The questionnaire survey in the current study was performed only once for each patient and at varying time points after surgery, since co-investigators in this multi-institutional study did not agree to perform the survey several times and at regular intervals. Such a design would have delivered more convincing data, but would have been too much of a burden for the co-investigators. An alternative design would have been to perform all the surveillances at a fixed time point, such as at 1 year postoperatively. However, it was not possible to decide on the optimal time point for performing the surveillance at the time this study was designed. It has now become clear how the scores vary at different time points, and further study to confirm the differences between B-I and R-Y can now be designed and proposed.

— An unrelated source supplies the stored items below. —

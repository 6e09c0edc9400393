use std::path::PathBuf;

#[derive(Debug, thiserror::Error)]
pub enum DbError {
    #[error("sqlite error: {0}")]
    Sqlite(#[from] rusqlite::Error),
    #[error("io error at {path}: {source}")]
    Io {
        path: PathBuf,
        #[source]
        source: std::io::Error,
    },
    #[error("json error: {0}")]
    Json(#[from] serde_json::Error),
}

impl DbError {
    pub(crate) fn io(path: impl Into<PathBuf>, source: std::io::Error) -> Self {
        Self::Io {
            path: path.into(),
            source,
        }
    }
}

pub type Result<T> = std::result::Result<T, DbError>;
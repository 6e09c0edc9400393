use serde::{Deserialize, Serialize};

use crate::{LogRecord, TrafficCategory};

pub const DEFAULT_GOOGLE_MARKER: &str = "google";
pub const DEFAULT_BOT_SIGNATURES: &[&str] =
    &["curl", "bot", "statping", "spider", "crawler", "bing", "http"];
pub const PATH_PLACEHOLDER: &str = "<pk>";

const STATIC_PREFIX: &str = "/static";
const ASSET_MARKER: &str = "assets";
const ASSET_SHAPE: &str = "*asset*";

/// User-agent heuristics used to split traffic into categories.
#[derive(Debug, Clone, PartialEq, Eq, Serialize, Deserialize)]
#[serde(default)]
pub struct ClassifierConfig {
    pub google_marker: String,
    pub bot_signatures: Vec<String>,
}

impl Default for ClassifierConfig {
    fn default() -> Self {
        Self {
            google_marker: DEFAULT_GOOGLE_MARKER.to_string(),
            bot_signatures: DEFAULT_BOT_SIGNATURES
                .iter()
                .map(|value| value.to_string())
                .collect(),
        }
    }
}

#[derive(Debug, Clone, PartialEq, Eq)]
pub struct Classification {
    pub category: TrafficCategory,
    pub path_shape: String,
    pub is_page: bool,
}

#[derive(Debug, Clone)]
pub struct Classifier {
    google_marker: String,
    bot_signatures: Vec<String>,
}

impl Classifier {
    pub fn new(config: &ClassifierConfig) -> Self {
        // Matching is case-insensitive, so signatures are lowered once here.
        Self {
            google_marker: config.google_marker.to_lowercase(),
            bot_signatures: config
                .bot_signatures
                .iter()
                .filter(|signature| !signature.is_empty())
                .map(|signature| signature.to_lowercase())
                .collect(),
        }
    }

    pub fn category(&self, user_agent: &str) -> TrafficCategory {
        let user_agent = user_agent.to_lowercase();
        if !self.google_marker.is_empty() && user_agent.contains(&self.google_marker) {
            return TrafficCategory::Google;
        }
        if self
            .bot_signatures
            .iter()
            .any(|signature| user_agent.contains(signature.as_str()))
        {
            return TrafficCategory::Bots;
        }
        TrafficCategory::Users
    }

    pub fn classify(&self, record: &LogRecord) -> Classification {
        let uri = record.request.uri.as_str();
        Classification {
            category: self.category(record.user_agent()),
            path_shape: path_shape(uri),
            is_page: is_page(uri),
        }
    }
}

impl Default for Classifier {
    fn default() -> Self {
        Self::new(&ClassifierConfig::default())
    }
}

pub fn path_shape(uri: &str) -> String {
    if uri.starts_with(STATIC_PREFIX) {
        return STATIC_PREFIX.to_string();
    }
    if uri.contains(ASSET_MARKER) {
        return ASSET_SHAPE.to_string();
    }
    uri.split('/')
        .map(|segment| {
            let segment = segment
                .split_once('?')
                .map_or(segment, |(head, _query)| head);
            if !segment.is_empty() && segment.bytes().all(|byte| byte.is_ascii_digit()) {
                PATH_PLACEHOLDER
            } else {
                segment
            }
        })
        .collect::<Vec<_>>()
        .join("/")
}

/// Extensionless paths count as page views.
pub fn is_page(uri: &str) -> bool {
    !uri.contains('.')
}
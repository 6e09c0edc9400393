mod support;

use chrono::NaiveDate;
use support::setup_state;
use traffic_app::{AppConfig, AppError, AppState};
use traffic_core::TrafficCategory;
use traffic_db::StorageBackend;

fn date(month: u32, day: u32) -> NaiveDate {
    NaiveDate::from_ymd_opt(2024, month, day).expect("date")
}

#[test]
fn ingest_then_month_report() {
    for storage in [StorageBackend::Json, StorageBackend::Sqlite] {
        let (_dir, state) = setup_state(storage);
        let mut changed = Vec::new();
        let mut sink = |dates: &[NaiveDate]| -> ingest::Result<()> {
            changed.extend_from_slice(dates);
            Ok(())
        };
        let stats = state.refresh_data(&mut sink).expect("refresh");
        assert_eq!(stats.records_ingested, 5);
        assert!(stats.bootstrapped);
        assert_eq!(changed.first(), Some(&date(3, 10)));

        let report = state
            .services
            .reports
            .month(2024, 3, date(3, 31), 5)
            .expect("month");
        assert_eq!(report.first_day, date(3, 1));
        assert_eq!(report.last_day, date(3, 31));
        assert_eq!(report.aggregate.total_hits(), 5);
        assert_eq!(report.aggregate.google.pages, 1);
        assert_eq!(report.aggregate.bots.status.get("404"), Some(&1));
        assert_eq!(report.aggregate.users.hits, 3);
        assert_eq!(report.aggregate.users.pages, 2);
        assert_eq!(report.top_user_agents[0].key, "Mozilla/5.0");
        assert_eq!(report.top_user_agents[0].count, 3);

        let users = report
            .series
            .iter()
            .find(|series| series.category == TrafficCategory::Users)
            .expect("users series");
        assert_eq!(users.pages.len(), 31);
        assert_eq!(users.pages[9], 1);
        assert_eq!(users.pages[10], 1);
    }
}

#[test]
fn second_refresh_adds_nothing() {
    let (_dir, state) = setup_state(StorageBackend::Json);
    let mut sink = |_dates: &[NaiveDate]| -> ingest::Result<()> { Ok(()) };
    state.refresh_data(&mut sink).expect("first refresh");
    let stats = state.refresh_data(&mut sink).expect("second refresh");
    assert_eq!(stats.records_ingested, 0);
    assert!(!stats.bootstrapped);

    let report = state
        .services
        .reports
        .day(date(3, 10), 3)
        .expect("day report");
    assert_eq!(report.aggregate.total_hits(), 3);
}

#[test]
fn months_for_groups_changed_dates() {
    let (_dir, state) = setup_state(StorageBackend::Json);
    let reports = state
        .services
        .reports
        .months_for(&[date(3, 11), date(3, 10), date(4, 1)], date(4, 2), 3)
        .expect("months");
    let months: Vec<(i32, u32)> = reports.iter().map(|item| (item.year, item.month)).collect();
    assert_eq!(months, vec![(2024, 3), (2024, 4)]);
    assert_eq!(reports[1].last_day, date(4, 2));
}

#[test]
fn future_month_is_rejected() {
    let (_dir, state) = setup_state(StorageBackend::Json);
    let err = state
        .services
        .reports
        .month(2024, 5, date(4, 2), 3)
        .expect_err("future month");
    assert!(matches!(err, AppError::InvalidInput(_)));
}

#[test]
fn initialize_requires_log_paths() {
    let dir = tempfile::tempdir().expect("temp dir");
    let state = AppState::new(AppConfig {
        data_dir: dir.path().join("data"),
        log_paths: Vec::new(),
        ..AppConfig::default()
    });
    assert!(matches!(state.initialize(), Err(AppError::InvalidInput(_))));
}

In general, from the point of view of the surgeon, B-I reconstruction is considered to be simple and relatively easy. For the patient, nutritional and hormonal advantages might exist in this physiological route. It is easier to treat common bile duct stones using a gastrointestinal fiberscope after B-I reconstruction. In contrast, the advantage of R-Y reconstruction is thought to be less anastomotic leakage and infrequent reflux esophagitis and gastritis. However, disadvantages include a more complicated surgical procedure as well as delayed gastric emptying, so-called Roux-en-Y stasis. All surgeons recognize these issues, and their decisions on which approach to use are based on individual experience. Clinical randomized trials are very important in providing surgeons with information to facilitate their decision-making. Ishikawa et al. [12] conducted a randomized trial and showed that B-I reconstruction was superior to R-Y in terms of shorter postoperative hospital stay. At the time it was carried out, this study was the first and most important trial comparing B-I and R-Y reconstructions, and many surgeons have referred to its results as clinical evidence. Our study should also be useful in assisting surgeons with deciding between the two procedures.

In summary, this questionnaire survey using the EORTC QLQ-C30 and DAUGS 20 scales revealed that the B-I and R-Y reconstruction approaches were nearly equal in terms of postoperative QOL and dysfunction. It is noteworthy, however, that B-1 was significantly better regarding the total DAUGS 20 score during the first 6 months after surgery. The current study revealed differences in QOL and postoperative dysfunction scores between the two modes of reconstruction at various time points. More refined prospective trials with improved designs based on these results have to be proposed.